Projeto de Lei quer punir “terapia de conversão” de homossexuais
Está em tramitação, na Câmara Municipal de Porto Alegre, o Projeto de Lei nº 353/2025, que prevê sanções administrativas para pessoas físicas e jurídicas que realizem, promovam ou ofereçam práticas conhecidas como “terapia de conversão” ou “cura gay” no município.
A infração se daria pela divulgação em consultórios médicos, psicológicos e psicanalíticos, clínicas, comunidades terapêuticas, igrejas, templos e demais espaços de natureza religiosa ou espiritual.
A autoria é do vereador Giovani Culau (PCdoB), que se apresenta como “único parlamentar gay da cidade”.

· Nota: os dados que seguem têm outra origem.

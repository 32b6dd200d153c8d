//! Reconciliation stress scenarios.

/// Scenario identifiers
#[derive(Debug, Clone, Copy, PartialEq, Eq, Hash)]
pub enum ScenarioId {
    /// Every homography arrives before the states of its frame
    InOrder,

    /// States arrive several frames before their homographies
    HomographyLag,

    /// Shuffled, delayed delivery of states and metadata within a window
    Jitter,

    /// A recording descriptor attaches halfway through the run
    LateJoiner,

    /// Every event is submitted again and again, some before their tracks
    DuplicateEvents,

    /// Alerts come and go while a query responder reports matches
    AlertChurn,

    /// A tripwire contour is drawn across the movers' paths mid-run
    Tripwire,

    /// The scene is replayed as an archived feed into a spawned service
    Playback,
}

impl ScenarioId {
    /// Returns a list of all scenarios.
    pub fn all() -> Vec<ScenarioId> {
        vec![
            ScenarioId::InOrder,
            ScenarioId::HomographyLag,
            ScenarioId::Jitter,
            ScenarioId::LateJoiner,
            ScenarioId::DuplicateEvents,
            ScenarioId::AlertChurn,
            ScenarioId::Tripwire,
            ScenarioId::Playback,
        ]
    }

    /// Returns the scenario name.
    pub fn name(&self) -> &'static str {
        match self {
            ScenarioId::InOrder => "in_order",
            ScenarioId::HomographyLag => "homography_lag",
            ScenarioId::Jitter => "jitter",
            ScenarioId::LateJoiner => "late_joiner",
            ScenarioId::DuplicateEvents => "duplicate_events",
            ScenarioId::AlertChurn => "alert_churn",
            ScenarioId::Tripwire => "tripwire",
            ScenarioId::Playback => "playback",
        }
    }

    /// Returns a description of the scenario.
    pub fn description(&self) -> &'static str {
        match self {
            ScenarioId::InOrder => "Homographies ahead of states; baseline reconciliation",
            ScenarioId::HomographyLag => "States 1-6 frames ahead of homographies; deferral and replay",
            ScenarioId::Jitter => "Random per-message delays and shuffled turns",
            ScenarioId::LateJoiner => "Descriptor attaches mid-stream and must see the same history",
            ScenarioId::DuplicateEvents => "Events re-submitted every frame, some before their tracks",
            ScenarioId::AlertChurn => "Alerts added, toggled, edited and removed under live matches",
            ScenarioId::Tripwire => "Tripwire across the scene; crossings become events",
            ScenarioId::Playback => "Archived feed paced on the virtual clock into a spawned service",
        }
    }
}

impl std::fmt::Display for ScenarioId {
    fn fmt(&self, f: &mut std::fmt::Formatter<'_>) -> std::fmt::Result {
        write!(f, "{}", self.name())
    }
}

impl std::str::FromStr for ScenarioId {
    type Err = String;

    fn from_str(s: &str) -> Result<Self, Self::Err> {
        match s.to_lowercase().replace('-', "_").as_str() {
            "in_order" | "inorder" => Ok(ScenarioId::InOrder),
            "homography_lag" | "lag" => Ok(ScenarioId::HomographyLag),
            "jitter" => Ok(ScenarioId::Jitter),
            "late_joiner" | "latejoiner" => Ok(ScenarioId::LateJoiner),
            "duplicate_events" | "duplicates" => Ok(ScenarioId::DuplicateEvents),
            "alert_churn" | "alerts" => Ok(ScenarioId::AlertChurn),
            "tripwire" => Ok(ScenarioId::Tripwire),
            "playback" | "archive" => Ok(ScenarioId::Playback),
            _ => Err(format!("Unknown scenario: {}", s)),
        }
    }
}

#[cfg(test)]
mod tests {
    use super::*;

    #[test]
    fn test_names_round_trip() {
        for id in ScenarioId::all() {
            assert_eq!(id.name().parse::<ScenarioId>(), Ok(id));
            assert_eq!(id.to_string(), id.name());
        }
    }

    #[test]
    fn test_aliases_and_unknown() {
        assert_eq!("Late-Joiner".parse(), Ok(ScenarioId::LateJoiner));
        assert_eq!("lag".parse(), Ok(ScenarioId::HomographyLag));
        assert_eq!("archive".parse(), Ok(ScenarioId::Playback));
        assert!("split_brain".parse::<ScenarioId>().is_err());
    }
}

A proposta estabelece punições como advertência, multas que variam de 250 a 2.500 Unidades Financeiras Municipais (UFMs), suspensão das atividades por até 30 dias e cassação do alvará de funcionamento por cinco anos em casos de reincidência. O texto também prevê impedimento de contratar com o poder público municipal e de ocupar cargos públicos, conforme a situação do infrator.
Segundo a justificativa apresentada por Culau, o projeto busca responsabilizar administrativamente práticas que têm como objetivo alterar, reprimir ou suprimir a orientação sexual ou a identidade de gênero de uma pessoa. O vereador argumenta que essas iniciativas são repudiadas por entidades científicas e de direitos humanos e destaca que o Conselho Federal de Psicologia já proíbe esse tipo de atuação desde 1999.
Se aprovada, a proposta também determina a criação de canais para denúncias, ações de fiscalização e medidas de acolhimento, além de destinar os recursos arrecadados com multas ao financiamento de políticas públicas voltadas à promoção e proteção dos direitos da população LGBTQIA+.